We had previously reported that chronic hypoxia induces androgen-independent growth in the human prostate cancer cell line LNCaP. In this study, we have identified a key molecule, the Vav3 oncogene, and investigated the effects of Vav3 overexpression on cancer cell growth and malignant behavior and the possible apoptosis-inducing effect of Vav3 expression knockdown by small interfering ribonucleic acid (siRNA) in LNCaP cells under chronic hypoxia (LNCaP/CH).
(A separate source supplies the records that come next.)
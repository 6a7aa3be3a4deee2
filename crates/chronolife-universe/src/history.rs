//! Generation history store.
//!
//! Every generation is kept as a full [`Board`] snapshot so the universe can
//! move backward and forward without recomputing anything. The store is a
//! zipper over the generation sequence:
//!
//! ```text
//! past (0 .. current)   present (current)   future (current + 1 ..)
//! [B0, B1, B2]          B3                  [B5, B4]   <- stack, top = next
//! ```
//!
//! The viewed board is always owned directly (`present`), so reads and edits
//! of the current generation never go through a fallible index. Moving the
//! cursor shuffles boards between the two stacks.
//!
//! Growth only happens at the tail ([`History::push`]). Everything else that
//! shrinks the sequence (reset, collapse, truncation after an edit) leaves
//! at least the present board behind.

use chronolife_types::Board;

/// Ordered full-board snapshots with a cursor.
#[derive(Debug, Clone, PartialEq, Eq)]
pub struct History {
    /// Generations before the cursor, oldest first.
    past: Vec<Board>,
    /// The generation under the cursor.
    present: Board,
    /// Generations after the cursor, newest first (top of stack is next).
    future: Vec<Board>,
}

impl History {
    /// Start a history whose only generation is `board`.
    pub const fn new(board: Board) -> Self {
        Self {
            past: Vec::new(),
            present: board,
            future: Vec::new(),
        }
    }

    /// Rebuild a history from an ordered list of generations and a cursor.
    ///
    /// Returns `None` if the list is empty or `current` is past its end.
    pub fn from_generations(mut generations: Vec<Board>, current: usize) -> Option<Self> {
        if current >= generations.len() {
            return None;
        }
        let mut future = generations.split_off(current.checked_add(1)?);
        future.reverse();
        let present = generations.pop()?;
        Some(Self {
            past: generations,
            present,
            future,
        })
    }

    /// Total number of generations held.
    pub fn len(&self) -> usize {
        self.past
            .len()
            .saturating_add(1)
            .saturating_add(self.future.len())
    }

    /// A history always holds at least one generation.
    pub const fn is_empty(&self) -> bool {
        false
    }

    /// Index of the generation under the cursor.
    pub fn current(&self) -> usize {
        self.past.len()
    }

    /// Index of the newest generation.
    pub fn last_index(&self) -> usize {
        self.len().saturating_sub(1)
    }

    /// Whether the cursor is on the newest generation.
    pub fn at_last(&self) -> bool {
        self.future.is_empty()
    }

    /// The generation under the cursor.
    pub const fn present(&self) -> &Board {
        &self.present
    }

    /// Mutable access to the generation under the cursor.
    ///
    /// Callers that change the board are responsible for discarding the
    /// now-stale future with [`History::truncate_future`].
    pub const fn present_mut(&mut self) -> &mut Board {
        &mut self.present
    }

    /// Generation `index`, if it exists.
    pub fn get(&self, index: usize) -> Option<&Board> {
        let current = self.current();
        if index < current {
            return self.past.get(index);
        }
        if index == current {
            return Some(&self.present);
        }
        let ahead = index.checked_sub(current)?.checked_sub(1)?;
        let slot = self.future.len().checked_sub(1)?.checked_sub(ahead)?;
        self.future.get(slot)
    }

    /// Iterate over all generations, oldest first.
    pub fn iter(&self) -> impl Iterator<Item = &Board> {
        self.past
            .iter()
            .chain(core::iter::once(&self.present))
            .chain(self.future.iter().rev())
    }

    /// Move the cursor one generation forward. Returns `false` at the end.
    pub fn forward(&mut self) -> bool {
        match self.future.pop() {
            Some(next) => {
                let previous = core::mem::replace(&mut self.present, next);
                self.past.push(previous);
                true
            }
            None => false,
        }
    }

    /// Move the cursor one generation back. Returns `false` at generation 0.
    pub fn back(&mut self) -> bool {
        match self.past.pop() {
            Some(prev) => {
                let later = core::mem::replace(&mut self.present, prev);
                self.future.push(later);
                true
            }
            None => false,
        }
    }

    /// Move the cursor to `index`, clamped to the last generation.
    pub fn seek(&mut self, index: usize) {
        while self.current() < index && self.forward() {}
        while self.current() > index && self.back() {}
    }

    /// Move the cursor to the newest generation.
    pub fn seek_last(&mut self) {
        while self.forward() {}
    }

    /// Append a generation after the newest one and move the cursor onto it.
    pub fn push(&mut self, board: Board) {
        self.seek_last();
        let previous = core::mem::replace(&mut self.present, board);
        self.past.push(previous);
    }

    /// Drop every generation after the cursor. Returns how many were dropped.
    pub fn truncate_future(&mut self) -> usize {
        let dropped = self.future.len();
        self.future.clear();
        dropped
    }

    /// Keep only the generation under the cursor, which becomes generation 0.
    pub fn collapse(&mut self) {
        self.past.clear();
        self.future.clear();
    }

    /// Replace the whole history with a single generation.
    pub fn reset(&mut self, board: Board) {
        self.past.clear();
        self.future.clear();
        self.present = board;
    }
}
Hypoxia-inducible oncogenes were identified by complementary deoxyribonucleic acid (cDNA) microarray and Ingenuity Pathway Analysis in order to investigate gene ontology and functional pathways and networks. siRNA was used to knockdown the Vav3 target gene and analyze the effects on proliferation, invasion, migration, and apoptosis of LNCaP/CH cells. Vav3 cDNA was transfected into LNCaP cells under normoxia (LNCaP/N) to establish Vav3-overexpressing clonal cell lines, whose proliferation, invasion, and migration was then examined. Immunoblot analysis was used to investigate the activation of Akt, a Vav3 downstream target molecule.

cDNA microarray analysis and Ingenuity Pathway Analysis identified Vav3 as a hypoxia-inducible oncogene that was highly associated with malignant behavior. Vav3 messenger RNA and protein expression in LNCaP/CH cells were higher than in LNCaP/N and LNCaP cells cultured under acute hypoxia (LNCaP/AH). The growth rate of LNCaP/CH cells was lower than that of LNCaP/N cells but higher than that of LNCaP/AH cells. LNCaP/CH cells showed higher invasion and migration than LNCaP/N and LNCaP/AH cells. Interrupting Vav3 expression strongly suppressed the proliferation, invasion, and migration of LNCaP/CH cells. Furthermore, siRNA led to apoptosis with increased caspase-3 and cleaved poly (adenosine diphosphate-ribose) polymerase activation in LNCaP/CH cells. Stable Vav3 overexpression in LNCaP cells promoted cell proliferation, invasion, and migration with Akt activation.

Our results demonstrate that Vav3 plays a crucial role in prostate cancer growth and malignant behavior, thus revealing a novel potential therapeutic target.